"Painting is an elaborate accident.
All I know is that sometimes in one’s daily life the world will acquire a kind of charge – and that this charge is indistinguishable from the obligation to make a picture. Some things jut out as potentially art-worthy. This is all the basis required to begin.
That obligation is mysterious, and I hope it will remain so. Art needs to be mystical, since it must explore what we can’t account for.
The iPad is the perfect medium in which to react to the rapidly unfolding strangeness of contemporary life; to consider the shifts of light and the spray of water; the micro-expressions of people; and the rush of experience.
But it is only a starting-point towards the physical work, which begins with the selection of aluminium, copper, lightbox, canvas or paper as the physical context of the work. The process then involves the application of collage, spray paint, gold leaf, or pencil and paint to create unique pieces.
Today, we are pitched between the meta and the real, the physical and the digital, our online and offline lives.
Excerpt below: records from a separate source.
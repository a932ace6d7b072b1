use super::api;
use contracts::domain::dataset::{infer_columns, DatasetRow};
use leptos::prelude::*;
use wasm_bindgen_futures::spawn_local;

/// Full-screen dataset overlay.
///
/// Fetches the whole dataset once per open and renders it as a schema-less
/// table: the first row's keys are the columns, later rows fill in what
/// they have (missing keys are blank cells, extra keys become untitled
/// trailing cells). A fetch failure is logged and shown as the empty state.
/// Closing discards the rows; reopening fetches again.
#[component]
#[allow(non_snake_case)]
pub fn DatasetView(on_close: Callback<()>) -> impl IntoView {
    let (rows, set_rows) = signal(Vec::<DatasetRow>::new());
    let (loading, set_loading) = signal(true);

    // One request per mount; the Close button stays usable while it runs.
    spawn_local(async move {
        match api::fetch_dataset().await {
            Ok(data) => set_rows.set(data),
            Err(e) => log::error!("Error fetching dataset: {e}"),
        }
        set_loading.set(false);
    });

    let columns = Memo::new(move |_| rows.with(|r| infer_columns(r)));

    view! {
        <div class="dataset-view">
            <div class="dataset-view__header">
                <h2 class="dataset-view__title">"Dataset"</h2>
                <button
                    class="button button--danger"
                    on:click=move |_| on_close.run(())
                >
                    "Close"
                </button>
            </div>

            <div class="dataset-view__body">
                {move || {
                    if loading.get() {
                        return view! {
                            <p class="dataset-view__status">"Loading dataset..."</p>
                        }
                        .into_any();
                    }
                    if rows.with(Vec::is_empty) {
                        return view! {
                            <p class="dataset-view__status">"No data found."</p>
                        }
                        .into_any();
                    }
                    view! {
                        <div class="table">
                            <table class="table__data table--striped">
                                <thead class="table__head">
                                    <tr>
                                        {columns
                                            .get()
                                            .into_iter()
                                            .map(|column| {
                                                view! {
                                                    <th class="table__header-cell">{column}</th>
                                                }
                                            })
                                            .collect_view()}
                                    </tr>
                                </thead>
                                <tbody>
                                    {rows
                                        .get()
                                        .into_iter()
                                        .map(|row| {
                                            let header = columns.get();
                                            let mut cells: Vec<String> = header
                                                .iter()
                                                .map(|column| row.cell(column))
                                                .collect();
                                            cells.extend(row.extra_cells(&header));
                                            view! {
                                                <tr class="table__row">
                                                    {cells
                                                        .into_iter()
                                                        .map(|cell| {
                                                            view! {
                                                                <td class="table__cell">{cell}</td>
                                                            }
                                                        })
                                                        .collect_view()}
                                                </tr>
                                            }
                                        })
                                        .collect_view()}
                                </tbody>
                            </table>
                        </div>
                    }
                    .into_any()
                }}
            </div>
        </div>
    }
}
Art is about finding a new accommodation, grounded in beauty, with the essentially hybrid nature of our lives. Many of us are unsated by the structures of life today: it’s important for art to make us happier."
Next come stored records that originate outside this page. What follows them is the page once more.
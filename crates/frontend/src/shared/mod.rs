pub mod api_utils;
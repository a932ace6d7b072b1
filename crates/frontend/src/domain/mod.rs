pub mod dataset;
pub mod preview;
pub mod submission;
pub mod domain;
pub mod enums;
pub mod shared;
pub mod envelope;
use serde::{Deserialize, Serialize};
use serde_json::{Map, Value};

/// One recorded comparison row with a server-defined shape.
///
/// The backend owns the dataset schema and may change it at any time, so the
/// client keeps whatever keys arrive, in arrival order (`serde_json` is built
/// with `preserve_order`), and renders columns from the first row.
#[derive(Debug, Clone, Default, Serialize, Deserialize)]
#[serde(transparent)]
pub struct DatasetRow(pub Map<String, Value>);

impl DatasetRow {
    /// Column names of this row, in key order
    pub fn columns(&self) -> Vec<String> {
        self.0.keys().cloned().collect()
    }

    /// Cell text for a column.
    ///
    /// A missing key renders as an empty cell; string values render without
    /// JSON quoting.
    pub fn cell(&self, column: &str) -> String {
        match self.0.get(column) {
            None | Some(Value::Null) => String::new(),
            Some(Value::String(s)) => s.clone(),
            Some(value) => value.to_string(),
        }
    }

    /// Values of keys this row has beyond the header's column set, in key
    /// order. Rendered as untitled trailing cells.
    pub fn extra_cells(&self, columns: &[String]) -> Vec<String> {
        self.0
            .iter()
            .filter(|(key, _)| !columns.iter().any(|c| c == *key))
            .map(|(key, _)| self.cell(key))
            .collect()
    }
}

/// Column set for a whole response: the first row decides.
pub fn infer_columns(rows: &[DatasetRow]) -> Vec<String> {
    rows.first().map(DatasetRow::columns).unwrap_or_default()
}

#[cfg(test)]
mod tests {
    use super::*;

    fn rows(json: &str) -> Vec<DatasetRow> {
        serde_json::from_str(json).unwrap()
    }

    #[test]
    fn test_columns_from_first_row_in_key_order() {
        let rows = rows(r#"[{"a":1,"b":2},{"a":3,"b":4}]"#);
        assert_eq!(infer_columns(&rows), vec!["a", "b"]);
        assert_eq!(rows[0].cell("a"), "1");
        assert_eq!(rows[0].cell("b"), "2");
        assert_eq!(rows[1].cell("a"), "3");
        assert_eq!(rows[1].cell("b"), "4");
    }

    #[test]
    fn test_empty_response_has_no_columns() {
        assert!(infer_columns(&[]).is_empty());
    }

    #[test]
    fn test_missing_key_renders_blank() {
        let rows = rows(r#"[{"a":1,"b":2},{"a":3}]"#);
        let columns = infer_columns(&rows);
        assert_eq!(rows[1].cell("b"), "");
        assert!(rows[1].extra_cells(&columns).is_empty());
    }

    #[test]
    fn test_extra_keys_render_as_trailing_cells() {
        let rows = rows(r#"[{"a":1},{"a":2,"z":"extra","y":null}]"#);
        let columns = infer_columns(&rows);
        assert_eq!(columns, vec!["a"]);
        assert_eq!(rows[1].extra_cells(&columns), vec!["extra", ""]);
    }

    #[test]
    fn test_scalar_rendering() {
        let rows = rows(r#"[{"name":"resume_1.pdf","score":88.5,"ok":true,"note":null}]"#);
        assert_eq!(rows[0].cell("name"), "resume_1.pdf");
        assert_eq!(rows[0].cell("score"), "88.5");
        assert_eq!(rows[0].cell("ok"), "true");
        assert_eq!(rows[0].cell("note"), "");
    }
}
British author Christopher A. Jackson established his identity as a painter in early 2021. His visual works cover a wide range of subjects and incorporate different materials such as computer graphics, aluminium, acrylic paint, and gold leaf. Over the years, Jackson’s paintings have attracted praise from well-known figures including Sir Anthony Seldon, Gina Miller, Paul Joyce, Philip Mould, Lord Dennis Stevenson, Sir Tom Stoppard, Baroness Frances d’Souza, Gemma Levine and Alison Brackenbury.
In late 2022, Jackson began producing physical paintings, using his digital drawings on the Procreate app - the software program used by David Hockney for his work. The aim is to create a new dialogue between the virtual image and physical reality. To this end, Jackson teamed up both commercially and creatively with Rebecca Man-yuk Yeung, a mediaeval art historian and expert in the finance and crypto aspects of art. Jackson and his studio regard the iPad image as a starting point for an exciting journey into new aspects of the physical world involving gilding, spray painting, metallic pencil drawing and collage.
Jackson continues to attract notice as a poet and biographer, and appears regularly on TV in the UK on the BBC, Sky, Bloomberg, LBC, discussing politics and literature. His painting sometimes touches on politics and his journalistic background: for instance, the picture of Lucian Freud’s studio could only have been arrived at by a practising journalist who happened to visit Freud’s house for an interview. Jackson often pairs his work with a written record of the image or a poem. A comprehensive catalogue which includes the artist's visual works and their literal counterparts will be available through Northside Press in 2023.